Uncle Leo took her to other landscapes so strange, so incredibly beautiful—he’d been right to tell her they could make you cry—and so profoundly hot they’d quickly kill you if you didn’t have shelter and water. This strange and awesome world was her world now. She thought every day of her parents, but less and less of her structured life in Porte Franklyn, with its sleepovers with girlfriends talking about makeup and boys, the volleyball and basketball teams. All of that was a world away, another life, another Allison.

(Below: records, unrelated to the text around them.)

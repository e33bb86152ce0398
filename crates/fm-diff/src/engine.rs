use std::collections::BTreeMap;

use fm_config::ReconConfig;
use fm_types::{BySource, ComponentKind, DeviceFacts, Facts, DATABASE_SOURCE, MERGED_SOURCE};
use tracing::{debug, warn};

use crate::report::{DiffReport, ReportKind};
use crate::table::diff_table;
use crate::values::{compare_lists, compare_strings, sanitize_model_name};

/// Component whose values may carry `(device type)` annotations.
const MODEL_NAME: &str = "model_name";
/// Component whose placeholder value is reported under `meta.no_value`.
const TYPE: &str = "type";
const UNKNOWN_TYPE: &str = "unknown";

/// Compares baseline facts against the fresh merge, component by component.
#[derive(Clone, Debug)]
pub struct DiffEngine {
    config: ReconConfig,
    proposed_source: String,
}

impl DiffEngine {
    /// Create an engine that compares `"database"` against `"merged"`.
    pub fn new(config: ReconConfig) -> Self {
        Self {
            config,
            proposed_source: MERGED_SOURCE.to_string(),
        }
    }

    /// Compare record tables against `source` instead of `"merged"`.
    pub fn with_proposed_source(mut self, source: impl Into<String>) -> Self {
        self.proposed_source = source.into();
        self
    }

    pub fn config(&self) -> &ReconConfig {
        &self.config
    }

    /// Diff every component of one device.
    ///
    /// Components without a baseline, components excluded by configuration,
    /// and components whose kind cannot be determined are left out of the
    /// result. An empty map means there is nothing to report.
    pub fn diff(&self, facts: &DeviceFacts) -> BTreeMap<String, DiffReport> {
        facts
            .iter()
            .filter_map(|(component, by_source)| {
                self.diff_component(component, by_source)
                    .map(|report| (component.clone(), report))
            })
            .collect()
    }

    /// Diff a single component, or `None` when it is skipped.
    pub fn diff_component(&self, component: &str, by_source: &BySource) -> Option<DiffReport> {
        if self.config.is_diff_excluded(component) {
            debug!(component, "excluded from diff");
            return None;
        }
        let Some(baseline) = by_source.get(DATABASE_SOURCE) else {
            debug!(component, "no baseline; incomplete data");
            return None;
        };
        let kind = self.classify(component, baseline)?;
        let report = match kind {
            ComponentKind::FlatList => self.diff_lists(component, by_source),
            ComponentKind::Scalar => self.diff_strings(component, by_source),
            ComponentKind::RecordTable => self.diff_records(component, by_source, baseline)?,
        };
        debug!(component, kind = %kind, is_equal = report.is_equal, "component diffed");
        Some(report)
    }

    /// The configured kind, or one inferred from the baseline payload for
    /// components missing from the catalogue.
    fn classify(&self, component: &str, baseline: &Facts) -> Option<ComponentKind> {
        if let Some(kind) = self.config.kind_of(component) {
            return Some(kind);
        }
        match baseline {
            Facts::Scalar(_) => Some(ComponentKind::Scalar),
            Facts::List(_) => Some(ComponentKind::FlatList),
            Facts::Table(rows) if rows.is_empty() => Some(ComponentKind::FlatList),
            Facts::Table(_) => {
                debug!(component, "table without unique fields; skipping");
                None
            }
        }
    }

    fn diff_lists(&self, component: &str, by_source: &BySource) -> DiffReport {
        let lists: Vec<&[fm_types::Value]> = by_source
            .iter()
            .filter_map(|(source, facts)| {
                let list = facts.as_list();
                if list.is_none() {
                    warn!(component, source = %source, shape = facts.shape(), "expected a list; ignoring source");
                }
                list
            })
            .collect();
        DiffReport::values(ReportKind::Lists, compare_lists(lists), Vec::new())
    }

    fn diff_strings(&self, component: &str, by_source: &BySource) -> DiffReport {
        let mut values: Vec<String> = by_source
            .iter()
            .filter_map(|(source, facts)| {
                let value = facts.as_scalar();
                if value.is_none() {
                    warn!(component, source = %source, shape = facts.shape(), "expected a scalar; ignoring source");
                }
                value.map(|v| v.as_text())
            })
            .collect();

        let mut no_value = Vec::new();
        if component == MODEL_NAME {
            values = values
                .iter()
                .map(|v| sanitize_model_name(v, &self.config.device_types))
                .collect();
        } else if component == TYPE
            && !values.is_empty()
            && values.iter().all(|v| v.trim() == UNKNOWN_TYPE)
        {
            no_value.push(component.to_string());
        }

        DiffReport::values(
            ReportKind::Strings,
            compare_strings(values.iter().map(String::as_str)),
            no_value,
        )
    }

    fn diff_records(&self, component: &str, by_source: &BySource, baseline: &Facts) -> Option<DiffReport> {
        let Some(database) = baseline.as_table() else {
            warn!(component, shape = baseline.shape(), "baseline is not a table; skipping");
            return None;
        };
        let merged = match by_source.get(&self.proposed_source) {
            Some(facts) => match facts.as_table() {
                Some(rows) => rows,
                None => {
                    warn!(component, shape = facts.shape(), "proposed facts are not a table; skipping");
                    return None;
                }
            },
            None => {
                debug!(component, proposed = %self.proposed_source, "no proposed table; every baseline row is removed");
                &[]
            }
        };
        Some(diff_table(
            database,
            merged,
            self.config.unique_fields(component),
            &self.config.ignored_lookup_fields,
            &self.config.ignored_compare_fields,
        ))
    }
}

Tonight, she and Uncle Leo were in Watarrka National Park with four extreme adventurers—actually, four college guys who’d bragged they could hike anything, in any conditions. She knew Uncle Leo would test them to their limits. In three hours, well before dawn, she and Uncle Leo and Jawli would lead them on the demanding six-kilometer Kings Canyon Rim Walk. If that didn’t knacker the jocks, if they proved themselves up to it, Uncle Leo would add on another hike he’d mapped out himself along the starkly beautiful Larapinta Trail in the Northern Territory. When they returned to Port Douglas where they planned to scuba dive the Great Barrier Reef, Uncle Leo would take them to the Down and Out Pub and buy them some cold ones, as the Aussies called beer, and the lot of them would probably drink their brains out and get legless, another Aussie saying. And they’d salute Leo and maybe Allison, too, if she stayed long enough to drink a glass of lemonade.

She enjoyed young men, always eager to show how tough they were. She remembered the fourteen-day trek in the outback leading six English soccer players from Manchester United, their demand, made with a smirk, to see what this outback was all about. And they’d looked at the skinny now-thirteen-year-old girl and joked among themselves who would end up carrying her. She’d nearly killed herself, but she’d made it.

So many adventures, a few unpleasant if the clients were jerks, but usually they’d get into it and their excitement would crackle in the air. And now she was an accepted part of Uncle Leo’s team. If not for the nightmares, her life would be perfect.